TASK INSTRUCTIONS >> Beneath this task are records; print exactly the stretch of them from the line with "let choices = [None, None, None, None, None, Some(2)];" through the line with "pub enum Strategy", both ends included.

Collected data
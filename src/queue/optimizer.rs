//! Greedy batch formation.

use std::collections::HashSet;

use log::{debug, warn};

use super::config::OptimizerConfig;
use super::types::{Batch, PrintJob, PrintPlan, PrinterConstraints};
use crate::error::{Error, Result};

/// Plans print batches for a queue of jobs.
///
/// # Examples
///
/// ```
/// use u_cutqueue::queue::{PrintJob, PrintQueueOptimizer, PrinterConstraints};
///
/// let jobs = vec![
///     PrintJob::new("M1", 100.0, 1, 120.0),
///     PrintJob::new("M2", 150.0, 1, 90.0),
///     PrintJob::new("M3", 120.0, 1, 150.0),
/// ];
/// let plan = PrintQueueOptimizer::default()
///     .optimize(&jobs, &PrinterConstraints::new(300.0, 2))
///     .unwrap();
///
/// assert_eq!(plan.print_order, vec!["M1", "M2", "M3"]);
/// assert_eq!(plan.total_time, 270.0);
/// ```
#[derive(Debug, Clone, Default)]
pub struct PrintQueueOptimizer {
    config: OptimizerConfig,
}

impl PrintQueueOptimizer {
    /// Creates an optimizer with the given configuration.
    pub fn new(config: OptimizerConfig) -> Self {
        Self { config }
    }

    /// Returns the active configuration.
    pub fn config(&self) -> &OptimizerConfig {
        &self.config
    }

    /// Orders `jobs` and packs them into batches under `constraints`.
    ///
    /// # Errors
    ///
    /// - [`Error::InvalidConfig`] if the configuration is invalid.
    /// - [`Error::InvalidInput`] for a non-finite or negative
    ///   `max_volume`, or (with job validation on) a non-finite or
    ///   non-positive job volume or print time.
    /// - [`Error::DuplicateJobId`] if two jobs share an id (with job
    ///   validation on).
    /// - [`Error::UnplaceableJob`] if some jobs can never join a batch,
    ///   e.g. a volume above `max_volume` or `max_items == 0`.
    pub fn optimize(
        &self,
        jobs: &[PrintJob],
        constraints: &PrinterConstraints,
    ) -> Result<PrintPlan> {
        self.config.validate()?;
        constraints.validate()?;
        if self.config.validate_jobs {
            validate_jobs(jobs)?;
        }

        debug!(
            "print queue: {} jobs, max_volume={}, max_items={}",
            jobs.len(),
            constraints.max_volume,
            constraints.max_items
        );

        let mut pending = self.config.ordering.sort(jobs);
        let mut plan = PrintPlan::default();

        while !pending.is_empty() {
            let (batch, rest) = form_batch(pending, constraints);
            if batch.is_empty() {
                let job_ids: Vec<String> = rest.iter().map(|j| j.id.clone()).collect();
                warn!(
                    "print queue: {} job(s) fit no batch: {}",
                    job_ids.len(),
                    job_ids.join(", ")
                );
                return Err(Error::UnplaceableJob { job_ids });
            }

            let batch = Batch::from_jobs(&batch);
            debug!(
                "print queue: batch {} = [{}], volume={}, time={}",
                plan.batch_count() + 1,
                batch.job_ids.join(", "),
                batch.volume,
                batch.print_time
            );
            plan.push_batch(batch);
            pending = rest;
        }

        debug!(
            "print queue: {} batches, total_time={}",
            plan.batch_count(),
            plan.total_time
        );
        Ok(plan)
    }
}

/// Splits `pending` into the next batch and the jobs left for later.
///
/// Jobs are offered in order; a job that does not fit is skipped without
/// revisiting earlier decisions.
fn form_batch<'a>(
    pending: Vec<&'a PrintJob>,
    constraints: &PrinterConstraints,
) -> (Vec<&'a PrintJob>, Vec<&'a PrintJob>) {
    let mut batch = Vec::with_capacity(constraints.max_items.min(pending.len()));
    let mut rest = Vec::with_capacity(pending.len());
    let mut volume = 0.0;

    for job in pending {
        if constraints.admits(batch.len(), volume, job) {
            volume += job.volume;
            batch.push(job);
        } else {
            rest.push(job);
        }
    }

    (batch, rest)
}

fn validate_jobs(jobs: &[PrintJob]) -> Result<()> {
    let mut seen = HashSet::with_capacity(jobs.len());
    for job in jobs {
        job.validate()?;
        if !seen.insert(job.id.as_str()) {
            return Err(Error::DuplicateJobId { id: job.id.clone() });
        }
    }
    Ok(())
}
//! Bottom-up tabulated strategy.

use super::types::{reconstruct_cuts, RodCutResult};

/// Solves rod cutting bottom-up over every sub-length `1..=length`.
///
/// Produces exactly the same result as [`memoized`](super::memoized) for
/// the same inputs. Does not validate its inputs.
///
/// # Panics
///
/// If the `length + 1` entry tables cannot be allocated. Use
/// [`RodCutter::solve`](super::RodCutter::solve) for a bounded, checked call.
///
/// # Examples
///
/// ```
/// use u_cutqueue::rod::tabulated;
///
/// let result = tabulated(5, &[2.0, 5.0, 7.0, 8.0, 10.0]);
/// assert_eq!(result.max_profit, 12.0);
/// assert_eq!(result.cuts, vec![2, 2, 1]);
/// ```
pub fn tabulated(length: usize, prices: &[f64]) -> RodCutResult {
    let mut profit = vec![0.0_f64; length + 1];
    let mut first_cut: Vec<Option<usize>> = vec![None; length + 1];

    for n in 1..=length {
        for i in 1..=n.min(prices.len()) {
            let candidate = profit[n - i] + prices[i - 1];
            if profit[n] < candidate {
                profit[n] = candidate;
                first_cut[n] = Some(i);
            }
        }
    }

    let cuts = reconstruct_cuts(length, |n| first_cut[n]);
    RodCutResult::new(profit[length], cuts)
}
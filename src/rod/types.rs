//! Rod-cutting result type.

/// Outcome of a rod-cutting solve.
#[derive(Debug, Clone, PartialEq)]
#[cfg_attr(feature = "serde", derive(serde::Serialize, serde::Deserialize))]
pub struct RodCutResult {
    /// Maximum achievable profit.
    pub max_profit: f64,

    /// Piece lengths in the order the recurrence chose them.
    ///
    /// Empty when no priced piece fits (length 0 or an empty price table).
    pub cuts: Vec<usize>,

    /// Number of cut points: one fewer than the number of pieces,
    /// or 0 when `cuts` is empty.
    pub number_of_cuts: usize,
}

impl RodCutResult {
    pub(crate) fn new(max_profit: f64, cuts: Vec<usize>) -> Self {
        let number_of_cuts = cuts.len().saturating_sub(1);
        Self {
            max_profit,
            cuts,
            number_of_cuts,
        }
    }

    /// Returns the number of pieces the rod is cut into.
    pub fn pieces(&self) -> usize {
        self.cuts.len()
    }

    /// Returns the total length covered by the pieces.
    pub fn total_length(&self) -> usize {
        self.cuts.iter().sum()
    }
}

/// Rebuilds the cut list from the first-cut choice stored per length.
///
/// Walking `n -> n - first_cut(n)` visits the choices newest-first, so the
/// collected list is reversed to match `cuts(n) = cuts(n - i) ++ [i]`.
/// A length without a choice ends the walk, exactly as an empty sub-list
/// would when concatenating.
pub(crate) fn reconstruct_cuts<F>(length: usize, first_cut: F) -> Vec<usize>
where
    F: Fn(usize) -> Option<usize>,
{
    let mut cuts = Vec::new();
    let mut remaining = length;
    while remaining > 0 {
        match first_cut(remaining) {
            Some(i) => {
                cuts.push(i);
                remaining -= i;
            }
            None => break,
        }
    }
    cuts.reverse();
    cuts
}

#[cfg(test)]
mod tests {
    use super::*;

    #[test]
    fn test_number_of_cuts_counts_cut_points() {
        let result = RodCutResult::new(12.0, vec![2, 2, 1]);
        assert_eq!(result.number_of_cuts, 2);
        assert_eq!(result.pieces(), 3);
        assert_eq!(result.total_length(), 5);
    }

    #[test]
    fn test_empty_cuts() {
        let result = RodCutResult::new(0.0, vec![]);
        assert_eq!(result.number_of_cuts, 0);
        assert_eq!(result.pieces(), 0);
    }

    #[test]
    fn test_reconstruct_order() {
        // first_cut: 5 -> 1, 4 -> 2, 2 -> 2
        let choices = [None, Some(1), Some(2), Some(1), Some(2), Some(1)];
        let cuts = reconstruct_cuts(5, |n| choices[n]);
        assert_eq!(cuts, vec![2, 2, 1]);
    }

    #[test]
    fn test_reconstruct_stops_at_missing_choice() {
        // 3 has no choice: cuts(5) = cuts(3) ++ [2] = [2]
        let choices = [None, None, None, None, None, Some(2)];
        let cuts = reconstruct_cuts(5, |n| choices[n]);
        assert_eq!(cuts, vec![2]);
    }
}
//! Rod-cutting configuration.

/// Evaluation strategy for the rod-cutting recurrence.
#[derive(Debug, Clone, Copy, Default, PartialEq, Eq)]
#[cfg_attr(feature = "serde", derive(serde::Serialize, serde::Deserialize))]
pub enum Strategy {
    /// Top-down recursion with a per-call cache. Recursion depth equals
    /// the rod length.
    Memoized,

    /// Bottom-up iteration over all sub-lengths. No recursion.
    #[default]
    Tabulated,
}

/// Configuration for [`RodCutter`](super::RodCutter).
///
/// # Examples
///
/// ```
/// use u_cutqueue::rod::{RodCutConfig, Strategy};
///
/// let config = RodCutConfig::default()
///     .with_strategy(Strategy::Memoized)
///     .with_validate_prices(false);
/// assert_eq!(config.strategy, Strategy::Memoized);
/// assert!(!config.validate_prices);
/// ```
#[derive(Debug, Clone)]
pub struct RodCutConfig {
    /// Which strategy evaluates the recurrence.
    pub strategy: Strategy,

    /// Reject non-finite or non-positive prices before solving.
    pub validate_prices: bool,

    /// Longest rod the checked entry points accept.
    ///
    /// Both strategies hold one table entry per sub-length, so this
    /// caps their memory use.
    pub max_length: usize,

    /// Solve independent lengths in parallel using rayon.
    ///
    /// Only takes effect with the `parallel` feature enabled.
    pub parallel: bool,
}

impl Default for RodCutConfig {
    fn default() -> Self {
        Self {
            strategy: Strategy::default(),
            validate_prices: true,
            max_length: Self::DEFAULT_MAX_LENGTH,
            parallel: false,
        }
    }
}

impl RodCutConfig {
    /// Default for [`max_length`](Self::max_length).
    pub const DEFAULT_MAX_LENGTH: usize = 10_000_000;

    pub fn with_strategy(mut self, strategy: Strategy) -> Self {
        self.strategy = strategy;
        self
    }

    pub fn with_validate_prices(mut self, validate: bool) -> Self {
        self.validate_prices = validate;
        self
    }

    pub fn with_max_length(mut self, max_length: usize) -> Self {
        self.max_length = max_length;
        self
    }

    pub fn with_parallel(mut self, parallel: bool) -> Self {
        self.parallel = parallel;
        self
    }
}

RESULT >>
        let choices = [None, None, None, None, None, Some(2)];
        let cuts = reconstruct_cuts(5, |n| choices[n]);
        assert_eq!(cuts, vec![2]);
    }
}
//! Rod-cutting configuration.

/// Evaluation strategy for the rod-cutting recurrence.
#[derive(Debug, Clone, Copy, Default, PartialEq, Eq)]
#[cfg_attr(feature = "serde", derive(serde::Serialize, serde::Deserialize))]
pub enum Strategy {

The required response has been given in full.